2.2. Soil Sampling and Spectral Measurements

Fieldwork was conducted along the Mokhotlong River in eastern Lesotho (Figure 1) in October 2015 (austral spring/summer). This river flows east to west and has incised through Jurassic basalts, giving rise to a highly meandering river pattern with bedrock spurs and steep valley sides. The river floodplain is very narrow with small strip agricultural fields located adjacent to the river channel and, where slopes sediments are available, terraced fields are present along lower valley slopes (Figure 2). Higher elevation areas at the tops of valley sides and on plateau summits (∼2600–2900 m a.s.l.) are not enclosed and are characterised by tussocky grasslands [37].

2.3. Spectral Measurements in the Field

Soil spectral reflectance was measured in the field using an Analytical Spectral Device (ASD) FieldSpec® 4 optical sensor (Analytical Spectral Devices, Inc., Boulder, CO, USA). This instrument measures wavelengths from 350 to 2500 nm and with 3–10 nm spectral resolution. Spectra were recorded for the region 350–1000 nm with a sampling interval of 1.4 nm, and 2 nm for the region 1000–2500 nm. ASD sampling points in the study area (n = 109) were generated randomly using Hawth’s Analysis Tool within ArcMap. All points were converted to latitude and longitude, and a handheld GPS was used to navigate to these locations in the field. Once the sampling point was located, a plot of 10 m by 10 m was drawn where the coordinates of the sampling point were considered as the centroid of the plot. Within each plot, 3 subplots of 2 m by 2 m dimensions were randomly selected in order to take into consideration any variability within the plot. Five spectral measurements from the nadir at about 1 m height and with 5° field of view above the soil surface were scanned in each subplot and averaged, giving a total of 15 spectral measurements for each plot. For every measurement, the white reference panel was used to calibrate atmosphere conditions and irradiance of the sun. A surface (top 5 cm) soil sample of ∼400 g was taken from each of these three subplots for subsequent laboratory analysis.

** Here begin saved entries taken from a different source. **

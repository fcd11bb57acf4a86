//! Test utilities and fixtures for the Anchor compiler.
//!
//! Shared by `anchorc-core`'s own integration tests and by `anchorc-cli`
//! and `anchorc-lsp`, whenever a test wants a full compile without
//! shelling out to `ancc`.

pub mod compile;
pub mod fixtures;
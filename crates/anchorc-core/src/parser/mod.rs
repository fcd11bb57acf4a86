//! Recursive-descent parser.
//!
//! Every production records the source position of the token that
//! opened it. A single `panic_mode` flag is set on the first parse
//! error seen inside a declaration or statement; `synchronize` then
//! walks forward to the next token that plausibly starts a new
//! declaration or statement before parsing resumes, so one malformed
//! construct doesn't cascade into unrelated errors.

pub mod expression;
pub mod statement;
pub mod types;

use crate::arena::Arena;
use crate::ast::*;
use crate::errors::Errors;
use crate::lexer::{Token, TokenKind};
use crate::span::Span;

pub struct Parser<'a, 'e> {
    arena: &'a Arena,
    errors: &'e mut Errors,
    src: &'a str,
    tokens: Vec<Token<'a>>,
    pos: usize,
    panic_mode: bool,
}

2.4. Spectral Measurements in the Laboratory

Spectral measurements on the 109 soil samples collected in the field were made in the laboratory. All measurements were done on samples that had been air-dried and lightly crushed in a pestle and mortar to a uniform fine sediment. Measurements were made on a black background plate. The soils were scanned using the ASD with the white reference panel for comparison and with exactly the same methodology as in the field.

2.5. SOC Analysis

In the laboratory, soil samples were first dried and lightly crushed. On this mixed sample, the loss on ignition (LOI) method was used to quantify SOC concentration [46]. A subsample (∼20 g) was combusted in a muffle furnace for 8 hours at 430oC. LOI was measured as the difference between the oven-dry soil mass and the soil mass after combustion, divided by the oven-dry soil mass [47]. LOI values were converted to SOC with a factor of 0.55 [48].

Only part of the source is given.